Google: patch per la falla nei kernel Linux di Android


Google rilascerà una patch per fixare la falla spuntata nei kernel Linux sui dispositivi Android, inoltre minimizza il numero dei device coinvolti.

Google ha seccamente risposto in merito alla questione emersa pochi giorni fa in merito ad una possibile falla nella sicurezza nei kernel Linux per i dispositivi Android, la quale secondo i ricercatori metterebbe a rischio il 66% degli smartphone che possiedono questo sistema operativo. La presunta falla interesserebbe il kernel del sistema, il cuore quindi, e permetterebbe a terzi di ottenere il pieno accesso al dispositivo in questione. Big G ha provveduto a rilasciare un comunicato ufficiale in merito alla questione descritta.

Dal momento che questo problema è stato ufficializzato senza aver dato il minimo preavviso al team di sicurezza di Android, lo stiamo studiando a fondo. Tuttavia, riteniamo che il numeri di dispositivi coinvolti sia significativamente inferiore a quello ipotizzato inizialmente.

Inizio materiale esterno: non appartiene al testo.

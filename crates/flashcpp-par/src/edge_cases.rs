//! Edge case tests for flashcpp-par, exercising the full `parse()` entry
//! point rather than a single production rule at a time.

#[cfg(test)]
mod tests {
    use flashcpp_util::{Handler, StringInterner};

    use crate::{Ast, DeclKind, Parser};

    fn parse_source(source: &str) -> (Ast, bool) {
        let mut handler = Handler::new();
        let mut interner = StringInterner::new();
        let parser = Parser::new(source, &mut handler, &mut interner);
        let ast = parser.parse();
        (ast, handler.has_errors())
    }

    #[test]
    fn empty_source_produces_no_declarations() {
        let (ast, errors) = parse_source("");
        assert!(ast.top_level.is_empty());
        assert!(!errors);
    }

    #[test]
    fn whitespace_and_comments_only() {
        let (ast, errors) = parse_source("   \n\t // a comment\n /* block */ \n");
        assert!(ast.top_level.is_empty());
        assert!(!errors);
    }

    #[test]
    fn single_function_declaration() {
        let (ast, errors) = parse_source("int main() { }");
        assert_eq!(ast.top_level.len(), 1);
        assert!(!errors);
    }

    #[test]
    fn deeply_nested_blocks() {
        let (ast, errors) = parse_source("void f() { { { { { int x = 1; } } } } }");
        assert_eq!(ast.top_level.len(), 1);
        assert!(!errors);
    }

    #[test]
    fn multiple_statements_in_one_body() {
        let (_ast, errors) = parse_source("void f() { int a = 1; int b = 2; int c = 3; }");
        assert!(!errors);
    }

    #[test]
    fn if_without_else() {
        let (_ast, errors) = parse_source("void f() { if (true) { int x = 1; } }");
        assert!(!errors);
    }

    #[test]
    fn nested_if_else() {
        let (_ast, errors) = parse_source("void f() { if (true) { if (false) { a(); } else { b(); } } else { c(); } }");
        assert!(!errors);
    }

    #[test]
    fn while_and_do_while_loops() {
        let (_ast, errors) = parse_source("void f() { while (true) { g(); } do { h(); } while (false); }");
        assert!(!errors);
    }

    #[test]
    fn for_and_range_for_loops() {
        let (_ast, errors) = parse_source("void f() { for (int i = 0; i < 10; i = i + 1) { g(i); } for (int x : xs) { h(x); } }");
        assert!(!errors);
    }

    #[test]
    fn break_and_continue() {
        let (_ast, errors) = parse_source("void f() { while (true) { break; } while (true) { continue; } }");
        assert!(!errors);
    }

    #[test]
    fn return_with_and_without_value() {
        let (_ast, errors) = parse_source("int f() { return 42; } void g() { return; }");
        assert!(!errors);
    }

    #[test]
    fn binary_and_comparison_expressions() {
        let (_ast, errors) = parse_source("void f() { int x = 1 + 2 * 3 - 4 / 2; bool y = x == 2; bool z = x != 2 && x < 2; }");
        assert!(!errors);
    }

    #[test]
    fn unary_operators() {
        let (_ast, errors) = parse_source("void f() { int x = -5; bool y = !true; int* p = &x; int z = *p; }");
        assert!(!errors);
    }

    #[test]
    fn struct_with_fields_and_method() {
        let (ast, errors) = parse_source("struct Point { int x; int y; int sum() { return x + y; } };");
        assert_eq!(ast.top_level.len(), 1);
        assert!(!errors);
    }

    #[test]
    fn empty_struct() {
        let (ast, errors) = parse_source("struct Empty { };");
        assert_eq!(ast.top_level.len(), 1);
        assert!(!errors);
    }

    #[test]
    fn scoped_enum_with_underlying_type() {
        let (ast, errors) = parse_source("enum class Color : int { Red, Green, Blue };");
        assert_eq!(ast.top_level.len(), 1);
        assert!(!errors);
    }

    #[test]
    fn plain_enum_with_explicit_values() {
        let (ast, errors) = parse_source("enum Flags { A = 1, B = 2, C = 4 };");
        assert_eq!(ast.top_level.len(), 1);
        assert!(!errors);
    }

    #[test]
    fn function_calls_nested() {
        let (_ast, errors) = parse_source("void f() { foo(); bar(1, 2); baz(quux(1)); }");
        assert!(!errors);
    }

    #[test]
    fn all_literal_kinds() {
        let source = "void f() { int a = 42; double b = 3.14; const char* c = \"hello\"; bool d = true; char e = 'x'; void* n = nullptr; }";
        let (_ast, errors) = parse_source(source);
        assert!(!errors);
    }

    #[test]
    fn class_template_with_member_function() {
        let (ast, errors) = parse_source("template <typename T> class Box { public: T get() { return value; } private: T value; };");
        assert_eq!(ast.top_level.len(), 1);
        assert!(!errors);
    }

    #[test]
    fn namespace_with_using_directive() {
        let (ast, errors) = parse_source("namespace a { namespace b { int x; } } using namespace a::b;");
        assert_eq!(ast.top_level.len(), 2);
        assert!(!errors);
    }

    #[test]
    fn derived_class_with_virtual_override() {
        let source = "struct Base { virtual void f(); }; struct Derived : public Base { void f() override { } };";
        let (ast, errors) = parse_source(source);
        assert_eq!(ast.top_level.len(), 2);
        assert!(!errors);
    }

    #[test]
    fn missing_semicolon_reports_error_but_keeps_parsing() {
        let (ast, errors) = parse_source("int x = 1 int y = 2;");
        assert!(errors);
        assert_eq!(ast.top_level.len(), 1, "resync should still recover the second declaration");
    }

    #[test]
    fn missing_closing_brace_reports_error() {
        let (_ast, errors) = parse_source("void f() { int x = 1;");
        assert!(errors);
    }

    #[test]
    fn missing_opening_brace_reports_error() {
        let (_ast, errors) = parse_source("void f() int x = 1; }");
        assert!(errors);
    }

    #[test]
    fn incomplete_if_reports_error() {
        let (_ast, errors) = parse_source("void f() { if (true) }");
        assert!(errors);
    }

    #[test]
    fn incomplete_struct_reports_error() {
        let (_ast, errors) = parse_source("struct Point { int x;");
        assert!(errors);
    }

    #[test]
    fn unbalanced_parens_report_error() {
        let (_ast, errors) = parse_source("void f() { foo((1, 2); }");
        assert!(errors);
    }

    #[test]
    fn unterminated_string_reports_error() {
        let (_ast, errors) = parse_source("void f() { const char* x = \"unterminated; }");
        assert!(errors);
    }

    #[test]
    fn multiple_malformed_declarations_each_recover() {
        let source = "int a = ; struct { int; }; int b = 1;";
        let (ast, errors) = parse_source(source);
        assert!(errors);
        assert!(ast.top_level.len() >= 1);
    }

    #[test]
    fn trailing_comma_in_enum_is_accepted() {
        let (ast, errors) = parse_source("enum Color { Red, Green, Blue, };");
        assert_eq!(ast.top_level.len(), 1);
        assert!(!errors);
    }

    #[test]
    fn complex_parenthesized_expression() {
        let (_ast, errors) = parse_source("void f() { int x = (1 + 2) * (3 - 4) / (5 % 6); }");
        assert!(!errors);
    }

    #[test]
    fn static_assert_at_namespace_scope() {
        let (ast, errors) = parse_source("namespace n { static_assert(sizeof(int) == 4, \"bad size\"); }");
        assert_eq!(ast.top_level.len(), 1);
        assert!(!errors);
        match &ast.decls[ast.top_level[0]].kind {
            DeclKind::Namespace(n) => assert_eq!(n.members.len(), 1),
            _ => panic!("expected a namespace"),
        }
    }
}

Da Mountain View hanno precisato anche che i device con la versione Android 5.0, e successivi, non corrono alcun rischio e sono al riparo da qualsiasi tipo di problema, e che anche i terminali con Android 4.4 KitKat e precedenti non contengono il codice vulnerabile, che invece è stato introdotto nel kernel Linux 3.8, quindi secondo Google, è da escludere anche quest’altra fascia di smartphone. In conclusione, il team di Google ha già sviluppato una patch di risoluzione al problema, a partire dai prossimi giorni sarà possibile scaricarla per fixare l’eventuale falla di cui vi abbiamo parlato.